The reality is it’s just super easy to kind of get into that cycle of [touring]. When it’s somebody else’s show, there’s so much less work you have to do, and less responsibility you have to take on.
But what I did realise when doing the [Drag Race] Vegas show, or Werq the World, is you don’t necessarily have the final creative say. You can put up a stink about why you want to do things the way that you want to do them, but when you’re not the one who’s producing it, there is a level of control that the producer has over you.
I am not saying I’m over it – it’s just that I can now realise the reality of the situation.

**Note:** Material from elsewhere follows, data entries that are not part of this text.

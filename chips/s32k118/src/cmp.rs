// Licensed under the Apache License, Version 2.0 or the MIT License.
// SPDX-License-Identifier: Apache-2.0 OR MIT
// Copyright Tock Contributors 2022.

//! Analog comparator (CMP) with 8-bit DAC and round-robin channel scan.

use tock_registers::registers::ReadWrite;
use tock_registers::{register_bitfields, register_structs};

use crate::interrupts;
use crate::static_ref::StaticRef;

pub const CMP_INSTANCE_COUNT: usize = 1;

register_structs! {
    pub CmpRegisters {
        // CMP Control Register 0
        (0x000 => pub c0: ReadWrite<u32, C0::Register>),
        // CMP Control Register 1
        (0x004 => pub c1: ReadWrite<u32, C1::Register>),
        // CMP Control Register 2
        (0x008 => pub c2: ReadWrite<u32, C2::Register>),
        (0x00C => @END),
    }
}

register_bitfields![u32,
    pub C0 [
        /// Comparator hysteresis control
        HYSTCTR OFFSET(0) NUMBITS(2) [
            Level0 = 0,
            Level1 = 1,
            Level2 = 2,
            Level3 = 3
        ],
        /// Comparator hard block offset control
        HBOFFSET OFFSET(2) NUMBITS(1) [],
        /// Filter sample count
        FILTER_CNT OFFSET(4) NUMBITS(3) [],
        /// Comparator module enable
        EN OFFSET(8) NUMBITS(1) [],
        /// Comparator output pin enable
        OPE OFFSET(9) NUMBITS(1) [],
        /// Comparator output select
        COS OFFSET(10) NUMBITS(1) [],
        /// Comparator invert
        INVT OFFSET(11) NUMBITS(1) [],
        /// Power mode select
        PMODE OFFSET(12) NUMBITS(1) [
            LowSpeed = 0,
            HighSpeed = 1
        ],
        /// Windowing enable
        WE OFFSET(14) NUMBITS(1) [],
        /// Sample enable
        SE OFFSET(15) NUMBITS(1) [],
        /// Filter sample period
        FPR OFFSET(16) NUMBITS(8) [],
        /// Analog comparator output
        COUT OFFSET(24) NUMBITS(1) [],
        /// Analog comparator flag falling
        CFF OFFSET(25) NUMBITS(1) [],
        /// Analog comparator flag rising
        CFR OFFSET(26) NUMBITS(1) [],
        /// Comparator interrupt enable falling
        IEF OFFSET(27) NUMBITS(1) [],
        /// Comparator interrupt enable rising
        IER OFFSET(28) NUMBITS(1) [],
        /// DMA enable
        DMAEN OFFSET(30) NUMBITS(1) []
    ],
    pub C1 [
        /// DAC output voltage select
        VOSEL OFFSET(0) NUMBITS(8) [],
        /// Minus input MUX control
        MSEL OFFSET(8) NUMBITS(3) [],
        /// Plus input MUX control
        PSEL OFFSET(11) NUMBITS(3) [],
        /// Supply voltage reference source select
        VRSEL OFFSET(14) NUMBITS(1) [],
        /// DAC enable
        DACEN OFFSET(15) NUMBITS(1) [],
        /// Round-robin channel enables
        CHN0 OFFSET(16) NUMBITS(1) [],
        CHN1 OFFSET(17) NUMBITS(1) [],
        CHN2 OFFSET(18) NUMBITS(1) [],
        CHN3 OFFSET(19) NUMBITS(1) [],
        CHN4 OFFSET(20) NUMBITS(1) [],
        CHN5 OFFSET(21) NUMBITS(1) [],
        CHN6 OFFSET(22) NUMBITS(1) [],
        CHN7 OFFSET(23) NUMBITS(1) [],
        /// Selection of the input to the negative port of the comparator
        INNSEL OFFSET(24) NUMBITS(2) [
            Dac = 0,
            Mux = 1
        ],
        /// Selection of the input to the positive port of the comparator
        INPSEL OFFSET(27) NUMBITS(2) [
            Dac = 0,
            Mux = 1
        ]
    ],
    pub C2 [
        /// Pre-set state of channel comparison outputs
        ACON OFFSET(0) NUMBITS(8) [],
        /// Comparator and DAC initialization delay modulus
        INITMOD OFFSET(8) NUMBITS(6) [],
        /// Number of sample clocks
        NSAM OFFSET(14) NUMBITS(2) [],
        /// Channel input changed flags
        CH0F OFFSET(16) NUMBITS(1) [],
        CH1F OFFSET(17) NUMBITS(1) [],
        CH2F OFFSET(18) NUMBITS(1) [],
        CH3F OFFSET(19) NUMBITS(1) [],
        CH4F OFFSET(20) NUMBITS(1) [],
        CH5F OFFSET(21) NUMBITS(1) [],
        CH6F OFFSET(22) NUMBITS(1) [],
        CH7F OFFSET(23) NUMBITS(1) [],
        /// Fixed MUX channel
        FXMXCH OFFSET(25) NUMBITS(3) [],
        /// Fixed MUX port
        FXMP OFFSET(29) NUMBITS(1) [
            PlusFixed = 0,
            MinusFixed = 1
        ],
        /// Round-robin interrupt enable
        RRIE OFFSET(30) NUMBITS(1) [],
        /// Round-robin enable
        RRE OFFSET(31) NUMBITS(1) []
    ]
];

pub const CMP0_BASE_ADDR: usize = 0x4007_3000;

pub const CMP0_BASE: StaticRef<CmpRegisters> =
    unsafe { StaticRef::new(CMP0_BASE_ADDR as *const CmpRegisters) };

pub const CMP_BASE_ADDRS: [usize; CMP_INSTANCE_COUNT] = [CMP0_BASE_ADDR];
pub const CMP_BASE_PTRS: [StaticRef<CmpRegisters>; CMP_INSTANCE_COUNT] = [CMP0_BASE];
pub const CMP_IRQS: [u32; CMP_INSTANCE_COUNT] = [interrupts::CMP0];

It just kind of pushed me to say, well, if I want things done my way, I’m just gonna have to do it my way.
When you’re working on someone else’s terms, do you feel as though we get a true picture of Naomi Smalls?
I think that you get a pretty good view of the queens who are on stage when they’re sharing the spotlight. But the reality of the situation is, if you’re on a television show with 12 other drag queens, it’s not going to be all about you.

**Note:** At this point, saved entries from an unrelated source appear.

// Licensed under the Apache License, Version 2.0 or the MIT License.
// SPDX-License-Identifier: Apache-2.0 OR MIT
// Copyright Tock Contributors 2022.

//! Chip specific configuration.
//!
//! This file includes a common configuration trait and pre-defined constant
//! values for different boards built around the same S32K118 part. Boards
//! differ in the crystal fitted on the system oscillator pins, and some want
//! the watchdog left running out of reset.

/// S32K118 configuration based on the target board.
pub trait S32k118Config {
    /// Identifier for the platform. This is useful for debugging to confirm the
    /// correct configuration of the chip is being used.
    const NAME: &'static str;

    /// Frequency in Hz of the crystal or external clock on the SOSC pins.
    const XTAL_CLK_HZ: u32;

    /// Whether `system::init` turns the watchdog off.
    const DISABLE_WDOG: bool;
}

/// Generic configuration: 8 MHz crystal, watchdog disabled at start-up.
pub enum Generic {}

impl S32k118Config for Generic {
    const NAME: &'static str = "generic";
    const XTAL_CLK_HZ: u32 = 8_000_000;
    const DISABLE_WDOG: bool = true;
}

/// S32K118EVB-Q064 evaluation board, fitted with a 40 MHz crystal.
pub enum S32k118Evb {}

impl S32k118Config for S32k118Evb {
    const NAME: &'static str = "s32k118evb";
    const XTAL_CLK_HZ: u32 = 40_000_000;
    const DISABLE_WDOG: bool = true;
}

So I don’t think that I’ve ever been pushed into a certain image, but it’s easy to not be so invested in something when only four to five minutes on stage.
Let’s jump back into The Smalls World Show. One of the themes is loss and healing.

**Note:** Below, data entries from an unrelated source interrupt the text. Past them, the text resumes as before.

// Licensed under the Apache License, Version 2.0 or the MIT License.
// SPDX-License-Identifier: Apache-2.0 OR MIT
// Copyright Tock Contributors 2022.

//! System Integration Module (SIM).

use tock_registers::registers::{ReadOnly, ReadWrite};
use tock_registers::{register_bitfields, register_structs};

use crate::static_ref::StaticRef;

pub const SIM_INSTANCE_COUNT: usize = 1;

register_structs! {
    pub SimRegisters {
        (0x00 => _reserved0),
        /// Chip Control register
        (0x04 => pub chipctl: ReadWrite<u32, CHIPCTL::Register>),
        (0x08 => _reserved1),
        /// FTM Option Register 0
        (0x0C => pub ftmopt0: ReadWrite<u32, FTMOPT0::Register>),
        /// LPO Clock Select Register
        (0x10 => pub lpoclks: ReadWrite<u32, LPOCLKS::Register>),
        (0x14 => _reserved2),
        /// ADC Options Register
        (0x18 => pub adcopt: ReadWrite<u32, ADCOPT::Register>),
        /// FTM Option Register 1
        (0x1C => pub ftmopt1: ReadWrite<u32, FTMOPT1::Register>),
        /// Miscellaneous control register 0
        (0x20 => pub misctrl0: ReadWrite<u32, MISCTRL0::Register>),
        /// System Device Identification Register
        (0x24 => pub sdid: ReadOnly<u32, SDID::Register>),
        (0x28 => _reserved3),
        /// Platform Clock Gating Control Register
        (0x40 => pub platcgc: ReadWrite<u32, PLATCGC::Register>),
        (0x44 => _reserved4),
        /// Flash Configuration Register 1
        (0x4C => pub fcfg1: ReadOnly<u32, FCFG1::Register>),
        (0x50 => _reserved5),
        /// Unique Identification Register High
        (0x54 => pub uidh: ReadOnly<u32>),
        /// Unique Identification Register Mid-High
        (0x58 => pub uidmh: ReadOnly<u32>),
        /// Unique Identification Register Mid Low
        (0x5C => pub uidml: ReadOnly<u32>),
        /// Unique Identification Register Low
        (0x60 => pub uidl: ReadOnly<u32>),
        (0x64 => _reserved6),
        /// System Clock Divider Register 4
        (0x68 => pub clkdiv4: ReadWrite<u32, CLKDIV4::Register>),
        /// Miscellaneous Control register 1
        (0x6C => pub misctrl1: ReadWrite<u32, MISCTRL1::Register>),
        (0x70 => @END),
    }
}

register_bitfields![u32,
    pub CHIPCTL [
        /// CLKOUT select
        CLKOUTSEL OFFSET(4) NUMBITS(4) [
            ScgClkout = 0,
            SoscDiv2 = 2,
            SircDiv2 = 4,
            FircDiv2 = 6,
            HclkDiv2 = 7,
            Lpo128k = 9,
            Lpo = 10,
            RtcClk = 12
        ],
        /// CLKOUT divide ratio, divide by CLKOUTDIV + 1
        CLKOUTDIV OFFSET(8) NUMBITS(3) [],
        /// CLKOUT enable
        CLKOUTEN OFFSET(11) NUMBITS(1) [],
        /// Debug trace clock select
        TRACECLK_SEL OFFSET(12) NUMBITS(1) [],
        /// PDB back-to-back select
        PDB_BB_SEL OFFSET(13) NUMBITS(1) [],
        /// ADC supply select
        ADC_SUPPLY OFFSET(16) NUMBITS(3) [],
        /// ADC supply enable
        ADC_SUPPLYEN OFFSET(19) NUMBITS(1) [],
        /// SRAM_U retention
        SRAMU_RETEN OFFSET(20) NUMBITS(1) [],
        /// SRAM_L retention
        SRAML_RETEN OFFSET(21) NUMBITS(1) []
    ],
    pub FTMOPT0 [
        FTM0FLTXSEL OFFSET(0) NUMBITS(3) [],
        FTM1FLTXSEL OFFSET(4) NUMBITS(3) [],
        /// FTM0 external clock pin select
        FTM0CLKSEL OFFSET(24) NUMBITS(2) [],
        /// FTM1 external clock pin select
        FTM1CLKSEL OFFSET(26) NUMBITS(2) []
    ],
    pub LPOCLKS [
        /// 1 kHz LPO clock enable
        LPO1KCLKEN OFFSET(0) NUMBITS(1) [],
        /// LPO clock source select
        LPOCLKSEL OFFSET(2) NUMBITS(2) [
            Lpo128k = 0,
            NoClock = 1,
            Lpo32k = 2,
            Lpo1k = 3
        ],
        /// 32 kHz clock source select
        RTCCLKSEL OFFSET(4) NUMBITS(2) [
            SoscDiv1 = 0,
            Lpo32k = 1,
            RtcClkin = 2,
            FircDiv1 = 3
        ]
    ],
    pub ADCOPT [
        /// ADC0 trigger source select
        ADC0TRGSEL OFFSET(0) NUMBITS(1) [
            Pdb = 0,
            Trgmux = 1
        ],
        /// ADC0 software pretrigger sources
        ADC0SWPRETRG OFFSET(1) NUMBITS(3) [],
        /// ADC0 pretrigger source select
        ADC0PRETRGSEL OFFSET(4) NUMBITS(2) [
            Pdb = 0,
            Trgmux = 1,
            Software = 2
        ]
    ],
    pub FTMOPT1 [
        FTM0SYNCBIT OFFSET(0) NUMBITS(1) [],
        FTM1SYNCBIT OFFSET(1) NUMBITS(1) [],
        FTM0CH0SEL OFFSET(6) NUMBITS(2) [],
        FTM0CH1SEL OFFSET(8) NUMBITS(1) [],
        FTM1CH0SEL OFFSET(10) NUMBITS(2) [],
        /// FTM global load
        FTMGLDOK OFFSET(15) NUMBITS(1) [],
        FTM0_OUTSEL OFFSET(16) NUMBITS(8) [],
        FTM1_OUTSEL OFFSET(24) NUMBITS(8) []
    ],
    pub MISCTRL0 [
        FTM0_OBE_CTRL OFFSET(16) NUMBITS(1) [],
        FTM1_OBE_CTRL OFFSET(17) NUMBITS(1) []
    ],
    pub SDID [
        FEATURES OFFSET(0) NUMBITS(8) [],
        PACKAGE OFFSET(8) NUMBITS(4) [],
        REVID OFFSET(12) NUMBITS(4) [],
        RAMSIZE OFFSET(16) NUMBITS(4) [],
        DERIVATE OFFSET(20) NUMBITS(4) [],
        SUBSERIES OFFSET(24) NUMBITS(4) [],
        GENERATION OFFSET(28) NUMBITS(4) []
    ],
    pub PLATCGC [
        CGCMSCM OFFSET(0) NUMBITS(1) [],
        CGCMPU OFFSET(1) NUMBITS(1) [],
        CGCDMA OFFSET(2) NUMBITS(1) [],
        CGCERM OFFSET(3) NUMBITS(1) [],
        CGCEIM OFFSET(4) NUMBITS(1) []
    ],
    pub FCFG1 [
        /// FlexNVM partition, see [`crate::ftfc::dflash_size`]
        DEPART OFFSET(12) NUMBITS(4) [],
        /// EEE SRAM size, see [`crate::ftfc::eeprom_size`]
        EEERAMSIZE OFFSET(16) NUMBITS(4) []
    ],
    pub CLKDIV4 [
        TRACEFRAC OFFSET(0) NUMBITS(1) [],
        TRACEDIV OFFSET(1) NUMBITS(3) [],
        TRACEDIVEN OFFSET(28) NUMBITS(1) []
    ],
    pub MISCTRL1 [
        /// Software trigger to TRGMUX
        SW_TRG OFFSET(0) NUMBITS(1) []
    ]
];

pub const SIM_BASE_ADDR: usize = 0x4004_8000;

pub const SIM_BASE: StaticRef<SimRegisters> =
    unsafe { StaticRef::new(SIM_BASE_ADDR as *const SimRegisters) };

pub const SIM_BASE_ADDRS: [usize; SIM_INSTANCE_COUNT] = [SIM_BASE_ADDR];
pub const SIM_BASE_PTRS: [StaticRef<SimRegisters>; SIM_INSTANCE_COUNT] = [SIM_BASE];

#[cfg(test)]
mod tests {
    use super::*;
    use crate::field_check::{assert_field, assert_fields_fit};
    use core::mem::offset_of;

    #[test]
    fn layout() {
        assert_eq!(offset_of!(SimRegisters, chipctl), 0x04);
        assert_eq!(offset_of!(SimRegisters, sdid), 0x24);
        assert_eq!(offset_of!(SimRegisters, platcgc), 0x40);
        assert_eq!(offset_of!(SimRegisters, fcfg1), 0x4C);
        assert_eq!(offset_of!(SimRegisters, uidl), 0x60);
        assert_eq!(offset_of!(SimRegisters, misctrl1), 0x6C);
        assert_eq!(core::mem::size_of::<SimRegisters>(), 0x70);
    }

    #[test]
    fn fields() {
        assert_field!(CHIPCTL::CLKOUTSEL, 4, 4);
        assert_field!(FTMOPT1::FTM1_OUTSEL, 24, 8);
        assert_field!(SDID::GENERATION, 28, 4);
        assert_field!(FCFG1::DEPART, 12, 4);
        assert_field!(FCFG1::EEERAMSIZE, 16, 4);
    }

    #[test]
    fn every_field_fits_its_register() {
        assert_fields_fit!(
            CHIPCTL [CLKOUTSEL, CLKOUTDIV, CLKOUTEN, TRACECLK_SEL, PDB_BB_SEL, ADC_SUPPLY,
                ADC_SUPPLYEN, SRAMU_RETEN, SRAML_RETEN],
            FTMOPT0 [FTM0FLTXSEL, FTM1FLTXSEL, FTM0CLKSEL, FTM1CLKSEL],
            LPOCLKS [LPO1KCLKEN, LPOCLKSEL, RTCCLKSEL],
            ADCOPT [ADC0TRGSEL, ADC0SWPRETRG, ADC0PRETRGSEL],
            FTMOPT1 [FTM0SYNCBIT, FTM1SYNCBIT, FTM0CH0SEL, FTM0CH1SEL, FTM1CH0SEL, FTMGLDOK,
                FTM0_OUTSEL, FTM1_OUTSEL],
            MISCTRL0 [FTM0_OBE_CTRL, FTM1_OBE_CTRL],
            SDID [FEATURES, PACKAGE, REVID, RAMSIZE, DERIVATE, SUBSERIES, GENERATION],
            PLATCGC [CGCMSCM, CGCMPU, CGCDMA, CGCERM, CGCEIM],
            FCFG1 [DEPART, EEERAMSIZE],
            CLKDIV4 [TRACEFRAC, TRACEDIV, TRACEDIVEN],
            MISCTRL1 [SW_TRG],
        );
    }
}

Yeah, so after filming season eight of Drag Race I lost my brother who I was super close to. He was two years older than I was and we pretty much just grew up as twins.
I was lucky in that that was my first time, at 22 years old, experiencing loss. A year later my dad passed away – that was a little more expected because he was struggling with Alzheimer’s for five years prior.
Loss is just something that everyone goes through and has to deal with in their own time, but experiencing helped me open up and be a little bit more emotional with my art, emotional with my friends, emotional just with my life period.
I was kind of reserved and closed off beforehand, but you can really put that energy into your art and inspire people to not necessarily do the same, but to relate with someone a lot easier, because this is something that everyone goes through.
When it’s a solo show, it’s easier to get a lot more personal, because it is just a lot more genuine when it comes from your point of view, rather than if you’re on television talking about it.
The show opens with a Birth of Venus opening number, what’s the story you’re trying to tell with that?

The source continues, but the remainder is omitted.